Show each line of the records in which the word "Splits" occurs.
** Opening THE RECORDS block **
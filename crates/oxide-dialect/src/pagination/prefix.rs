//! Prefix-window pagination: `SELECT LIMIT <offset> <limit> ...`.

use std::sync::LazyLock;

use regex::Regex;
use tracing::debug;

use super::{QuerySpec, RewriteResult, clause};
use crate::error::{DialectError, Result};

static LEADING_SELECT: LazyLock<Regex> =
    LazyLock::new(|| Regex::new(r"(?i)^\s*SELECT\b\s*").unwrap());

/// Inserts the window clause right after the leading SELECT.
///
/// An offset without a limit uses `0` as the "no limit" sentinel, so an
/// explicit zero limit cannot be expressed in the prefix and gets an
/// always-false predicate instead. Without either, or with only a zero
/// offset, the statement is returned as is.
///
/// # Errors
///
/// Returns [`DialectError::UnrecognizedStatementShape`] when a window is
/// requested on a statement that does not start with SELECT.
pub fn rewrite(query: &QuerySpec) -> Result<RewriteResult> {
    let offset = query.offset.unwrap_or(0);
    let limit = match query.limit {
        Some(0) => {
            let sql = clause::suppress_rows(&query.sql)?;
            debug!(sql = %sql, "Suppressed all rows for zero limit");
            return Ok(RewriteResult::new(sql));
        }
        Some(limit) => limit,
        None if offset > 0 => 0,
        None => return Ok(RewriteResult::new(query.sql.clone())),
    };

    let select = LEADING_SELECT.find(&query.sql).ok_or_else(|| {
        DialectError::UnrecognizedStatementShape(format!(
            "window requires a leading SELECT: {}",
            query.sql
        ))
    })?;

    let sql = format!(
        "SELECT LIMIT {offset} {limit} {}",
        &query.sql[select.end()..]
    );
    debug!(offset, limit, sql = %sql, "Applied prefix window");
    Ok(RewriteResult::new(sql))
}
** Closing THE RECORDS block **
** Opening THE RECORDS block **
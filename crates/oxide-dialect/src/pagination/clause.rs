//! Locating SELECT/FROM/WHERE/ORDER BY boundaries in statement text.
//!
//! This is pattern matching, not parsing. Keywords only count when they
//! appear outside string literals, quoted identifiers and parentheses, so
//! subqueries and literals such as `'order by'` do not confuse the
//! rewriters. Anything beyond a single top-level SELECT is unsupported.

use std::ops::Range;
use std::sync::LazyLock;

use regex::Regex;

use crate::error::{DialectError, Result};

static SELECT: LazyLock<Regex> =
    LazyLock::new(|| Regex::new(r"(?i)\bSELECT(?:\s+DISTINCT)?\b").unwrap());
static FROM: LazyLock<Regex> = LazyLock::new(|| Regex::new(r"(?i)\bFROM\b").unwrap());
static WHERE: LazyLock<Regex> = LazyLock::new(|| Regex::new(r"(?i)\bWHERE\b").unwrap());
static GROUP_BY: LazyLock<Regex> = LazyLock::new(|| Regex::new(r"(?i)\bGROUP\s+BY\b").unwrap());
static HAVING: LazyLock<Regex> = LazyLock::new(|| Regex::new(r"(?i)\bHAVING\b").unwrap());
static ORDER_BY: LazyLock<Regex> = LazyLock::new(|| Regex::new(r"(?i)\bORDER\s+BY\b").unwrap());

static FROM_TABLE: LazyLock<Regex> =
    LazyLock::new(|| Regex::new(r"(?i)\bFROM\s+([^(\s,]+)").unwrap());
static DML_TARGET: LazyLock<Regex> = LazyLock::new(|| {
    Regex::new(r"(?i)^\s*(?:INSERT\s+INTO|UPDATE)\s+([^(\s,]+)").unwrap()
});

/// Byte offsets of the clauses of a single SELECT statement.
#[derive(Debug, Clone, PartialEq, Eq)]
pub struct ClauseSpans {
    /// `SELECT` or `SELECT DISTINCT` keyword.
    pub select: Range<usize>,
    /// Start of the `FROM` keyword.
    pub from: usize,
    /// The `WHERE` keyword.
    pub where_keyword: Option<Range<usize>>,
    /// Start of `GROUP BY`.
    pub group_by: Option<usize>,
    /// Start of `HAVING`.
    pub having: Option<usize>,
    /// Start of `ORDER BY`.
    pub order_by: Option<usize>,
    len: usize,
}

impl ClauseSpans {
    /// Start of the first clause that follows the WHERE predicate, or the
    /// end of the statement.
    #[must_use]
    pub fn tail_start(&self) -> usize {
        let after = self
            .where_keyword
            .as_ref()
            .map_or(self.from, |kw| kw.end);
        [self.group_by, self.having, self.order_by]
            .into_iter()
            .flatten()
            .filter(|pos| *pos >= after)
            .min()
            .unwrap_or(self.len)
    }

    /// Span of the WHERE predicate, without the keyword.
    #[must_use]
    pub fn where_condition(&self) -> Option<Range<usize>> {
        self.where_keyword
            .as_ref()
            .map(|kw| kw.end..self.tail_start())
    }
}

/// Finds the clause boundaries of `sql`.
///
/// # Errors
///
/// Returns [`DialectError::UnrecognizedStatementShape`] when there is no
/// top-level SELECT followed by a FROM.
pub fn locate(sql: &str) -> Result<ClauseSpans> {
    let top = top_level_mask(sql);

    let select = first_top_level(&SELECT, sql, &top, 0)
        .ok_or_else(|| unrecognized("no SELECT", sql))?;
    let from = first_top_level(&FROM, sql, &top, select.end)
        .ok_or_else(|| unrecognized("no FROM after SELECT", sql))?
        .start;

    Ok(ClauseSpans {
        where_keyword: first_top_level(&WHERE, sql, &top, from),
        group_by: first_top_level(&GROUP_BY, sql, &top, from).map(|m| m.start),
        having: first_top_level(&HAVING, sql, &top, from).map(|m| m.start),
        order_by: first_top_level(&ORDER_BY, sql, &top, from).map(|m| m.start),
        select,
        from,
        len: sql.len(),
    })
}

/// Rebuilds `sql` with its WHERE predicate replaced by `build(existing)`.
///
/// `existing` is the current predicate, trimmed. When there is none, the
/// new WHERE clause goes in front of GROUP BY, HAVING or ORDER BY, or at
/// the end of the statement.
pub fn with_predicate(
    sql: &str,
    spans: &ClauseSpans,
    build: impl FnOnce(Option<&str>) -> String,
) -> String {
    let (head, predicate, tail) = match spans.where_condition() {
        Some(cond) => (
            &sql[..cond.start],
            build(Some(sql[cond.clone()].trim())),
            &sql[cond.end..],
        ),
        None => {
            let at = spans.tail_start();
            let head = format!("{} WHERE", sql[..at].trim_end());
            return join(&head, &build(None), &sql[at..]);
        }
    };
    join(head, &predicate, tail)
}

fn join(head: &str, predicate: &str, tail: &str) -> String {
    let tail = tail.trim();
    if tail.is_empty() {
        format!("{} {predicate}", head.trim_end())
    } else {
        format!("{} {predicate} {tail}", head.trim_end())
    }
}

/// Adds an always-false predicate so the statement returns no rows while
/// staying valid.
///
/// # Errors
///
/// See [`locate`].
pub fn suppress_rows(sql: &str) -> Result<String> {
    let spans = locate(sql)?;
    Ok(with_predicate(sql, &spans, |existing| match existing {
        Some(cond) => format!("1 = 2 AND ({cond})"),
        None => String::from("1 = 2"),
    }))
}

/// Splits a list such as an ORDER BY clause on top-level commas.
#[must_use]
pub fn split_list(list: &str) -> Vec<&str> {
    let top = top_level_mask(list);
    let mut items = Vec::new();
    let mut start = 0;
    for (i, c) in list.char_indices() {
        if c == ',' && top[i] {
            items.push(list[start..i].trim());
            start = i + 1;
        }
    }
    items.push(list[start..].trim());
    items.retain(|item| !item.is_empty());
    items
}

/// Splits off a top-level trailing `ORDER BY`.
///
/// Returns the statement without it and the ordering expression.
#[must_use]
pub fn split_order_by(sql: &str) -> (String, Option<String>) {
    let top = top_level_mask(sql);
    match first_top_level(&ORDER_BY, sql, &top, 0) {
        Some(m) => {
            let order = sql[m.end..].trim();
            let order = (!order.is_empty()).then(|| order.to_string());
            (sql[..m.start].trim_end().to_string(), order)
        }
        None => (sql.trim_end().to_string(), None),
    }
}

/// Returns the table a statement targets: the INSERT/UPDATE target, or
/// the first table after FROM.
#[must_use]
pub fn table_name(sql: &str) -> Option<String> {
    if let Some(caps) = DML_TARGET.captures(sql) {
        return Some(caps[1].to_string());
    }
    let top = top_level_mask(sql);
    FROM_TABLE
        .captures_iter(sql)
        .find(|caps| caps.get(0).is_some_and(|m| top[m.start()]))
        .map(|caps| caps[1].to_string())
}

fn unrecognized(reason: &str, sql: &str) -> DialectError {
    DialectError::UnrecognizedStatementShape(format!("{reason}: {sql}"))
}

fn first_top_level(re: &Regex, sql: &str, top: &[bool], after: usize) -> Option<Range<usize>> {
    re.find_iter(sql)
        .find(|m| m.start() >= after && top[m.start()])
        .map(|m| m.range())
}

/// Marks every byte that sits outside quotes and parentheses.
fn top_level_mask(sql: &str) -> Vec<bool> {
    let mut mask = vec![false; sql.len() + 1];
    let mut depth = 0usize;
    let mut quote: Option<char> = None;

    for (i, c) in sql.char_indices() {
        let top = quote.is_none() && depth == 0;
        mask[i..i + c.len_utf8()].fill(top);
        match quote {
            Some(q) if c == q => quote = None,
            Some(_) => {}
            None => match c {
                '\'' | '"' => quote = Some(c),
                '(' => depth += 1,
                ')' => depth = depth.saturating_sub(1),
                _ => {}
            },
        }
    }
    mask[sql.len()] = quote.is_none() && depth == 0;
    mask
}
** Closing THE RECORDS block **
** Opening THE RECORDS block **
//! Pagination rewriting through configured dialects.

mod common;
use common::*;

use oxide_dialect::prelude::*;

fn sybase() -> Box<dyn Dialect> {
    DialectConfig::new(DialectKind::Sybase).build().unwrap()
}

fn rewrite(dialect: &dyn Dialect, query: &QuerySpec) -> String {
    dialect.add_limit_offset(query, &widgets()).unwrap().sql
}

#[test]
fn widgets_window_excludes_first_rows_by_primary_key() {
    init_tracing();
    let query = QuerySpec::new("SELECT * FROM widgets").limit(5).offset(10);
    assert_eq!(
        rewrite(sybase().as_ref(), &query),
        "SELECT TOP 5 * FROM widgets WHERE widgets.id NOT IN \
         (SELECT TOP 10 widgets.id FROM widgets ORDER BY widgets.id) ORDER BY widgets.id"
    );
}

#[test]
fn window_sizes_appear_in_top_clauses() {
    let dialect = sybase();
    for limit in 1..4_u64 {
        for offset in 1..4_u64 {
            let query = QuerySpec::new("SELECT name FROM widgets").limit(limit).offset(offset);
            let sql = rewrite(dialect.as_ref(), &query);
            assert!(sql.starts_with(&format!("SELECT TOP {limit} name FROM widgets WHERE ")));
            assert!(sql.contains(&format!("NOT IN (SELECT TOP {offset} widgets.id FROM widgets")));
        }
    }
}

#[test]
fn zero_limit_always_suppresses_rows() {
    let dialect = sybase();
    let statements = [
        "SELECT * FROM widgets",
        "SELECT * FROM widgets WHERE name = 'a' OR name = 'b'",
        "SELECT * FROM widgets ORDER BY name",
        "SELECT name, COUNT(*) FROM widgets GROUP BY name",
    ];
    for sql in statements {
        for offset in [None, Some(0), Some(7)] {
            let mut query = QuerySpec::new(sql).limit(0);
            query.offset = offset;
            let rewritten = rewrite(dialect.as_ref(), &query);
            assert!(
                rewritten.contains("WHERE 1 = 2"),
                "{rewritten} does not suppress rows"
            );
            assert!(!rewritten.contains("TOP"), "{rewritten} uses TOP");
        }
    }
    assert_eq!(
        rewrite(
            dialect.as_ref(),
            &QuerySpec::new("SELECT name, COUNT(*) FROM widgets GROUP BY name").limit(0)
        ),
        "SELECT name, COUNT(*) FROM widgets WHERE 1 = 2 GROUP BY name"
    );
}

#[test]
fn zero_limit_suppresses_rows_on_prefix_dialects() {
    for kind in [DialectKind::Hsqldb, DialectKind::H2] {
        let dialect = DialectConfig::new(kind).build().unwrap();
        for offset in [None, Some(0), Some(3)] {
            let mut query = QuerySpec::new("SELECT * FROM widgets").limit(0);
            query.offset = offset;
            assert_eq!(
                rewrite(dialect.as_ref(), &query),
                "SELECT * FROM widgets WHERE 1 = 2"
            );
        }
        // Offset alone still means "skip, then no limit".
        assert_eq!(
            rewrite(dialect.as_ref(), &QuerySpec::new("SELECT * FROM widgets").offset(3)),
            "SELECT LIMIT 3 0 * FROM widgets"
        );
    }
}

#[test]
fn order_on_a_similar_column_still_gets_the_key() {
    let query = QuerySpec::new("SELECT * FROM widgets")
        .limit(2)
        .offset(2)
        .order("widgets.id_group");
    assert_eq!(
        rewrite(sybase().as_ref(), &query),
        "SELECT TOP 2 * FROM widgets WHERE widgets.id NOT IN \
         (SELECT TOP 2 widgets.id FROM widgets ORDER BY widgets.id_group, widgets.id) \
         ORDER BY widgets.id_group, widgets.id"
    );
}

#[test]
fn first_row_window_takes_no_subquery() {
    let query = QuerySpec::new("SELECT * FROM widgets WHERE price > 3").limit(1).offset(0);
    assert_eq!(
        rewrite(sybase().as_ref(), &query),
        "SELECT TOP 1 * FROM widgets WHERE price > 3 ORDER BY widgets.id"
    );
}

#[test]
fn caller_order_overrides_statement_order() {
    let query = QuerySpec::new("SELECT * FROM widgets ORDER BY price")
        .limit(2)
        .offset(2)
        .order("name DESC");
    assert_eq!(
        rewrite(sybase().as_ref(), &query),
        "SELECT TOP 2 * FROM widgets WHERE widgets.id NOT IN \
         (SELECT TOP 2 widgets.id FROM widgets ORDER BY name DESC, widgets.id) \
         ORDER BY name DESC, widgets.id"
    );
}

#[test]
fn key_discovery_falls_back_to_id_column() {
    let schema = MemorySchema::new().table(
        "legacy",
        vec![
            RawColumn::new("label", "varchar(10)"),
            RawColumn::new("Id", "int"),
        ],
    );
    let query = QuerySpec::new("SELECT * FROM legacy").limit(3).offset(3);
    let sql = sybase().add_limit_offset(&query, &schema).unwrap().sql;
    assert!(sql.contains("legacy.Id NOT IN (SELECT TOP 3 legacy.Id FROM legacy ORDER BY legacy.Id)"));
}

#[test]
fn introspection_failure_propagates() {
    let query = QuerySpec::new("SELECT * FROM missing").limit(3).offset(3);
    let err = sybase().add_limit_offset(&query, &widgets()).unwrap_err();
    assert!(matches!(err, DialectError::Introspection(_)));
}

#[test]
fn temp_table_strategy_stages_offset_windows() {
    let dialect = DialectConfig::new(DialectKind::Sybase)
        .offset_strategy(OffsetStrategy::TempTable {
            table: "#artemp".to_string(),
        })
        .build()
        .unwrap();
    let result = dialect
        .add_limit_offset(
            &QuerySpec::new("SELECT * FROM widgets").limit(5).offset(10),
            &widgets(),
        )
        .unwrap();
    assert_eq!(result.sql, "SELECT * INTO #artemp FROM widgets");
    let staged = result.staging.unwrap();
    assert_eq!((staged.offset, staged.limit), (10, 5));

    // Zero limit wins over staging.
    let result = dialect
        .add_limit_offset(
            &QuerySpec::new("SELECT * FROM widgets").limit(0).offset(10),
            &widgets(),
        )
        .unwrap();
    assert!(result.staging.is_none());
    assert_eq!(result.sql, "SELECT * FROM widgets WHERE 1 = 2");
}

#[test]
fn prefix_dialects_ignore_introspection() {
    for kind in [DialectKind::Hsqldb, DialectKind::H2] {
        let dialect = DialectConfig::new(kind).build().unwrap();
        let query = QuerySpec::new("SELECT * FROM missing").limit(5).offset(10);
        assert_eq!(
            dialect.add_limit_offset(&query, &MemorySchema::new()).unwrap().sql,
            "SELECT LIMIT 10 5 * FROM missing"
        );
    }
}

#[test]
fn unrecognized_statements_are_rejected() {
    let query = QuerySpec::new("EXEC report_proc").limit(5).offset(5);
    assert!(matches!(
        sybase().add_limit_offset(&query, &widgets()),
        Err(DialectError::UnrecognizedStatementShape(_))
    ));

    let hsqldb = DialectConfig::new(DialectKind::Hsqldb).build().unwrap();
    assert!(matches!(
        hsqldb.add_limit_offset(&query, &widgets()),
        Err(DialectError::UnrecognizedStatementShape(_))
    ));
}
** Closing THE RECORDS block **
* YOUR SOLUTION
/// Splits a list such as an ORDER BY clause on top-level commas.
/// Splits off a top-level trailing `ORDER BY`.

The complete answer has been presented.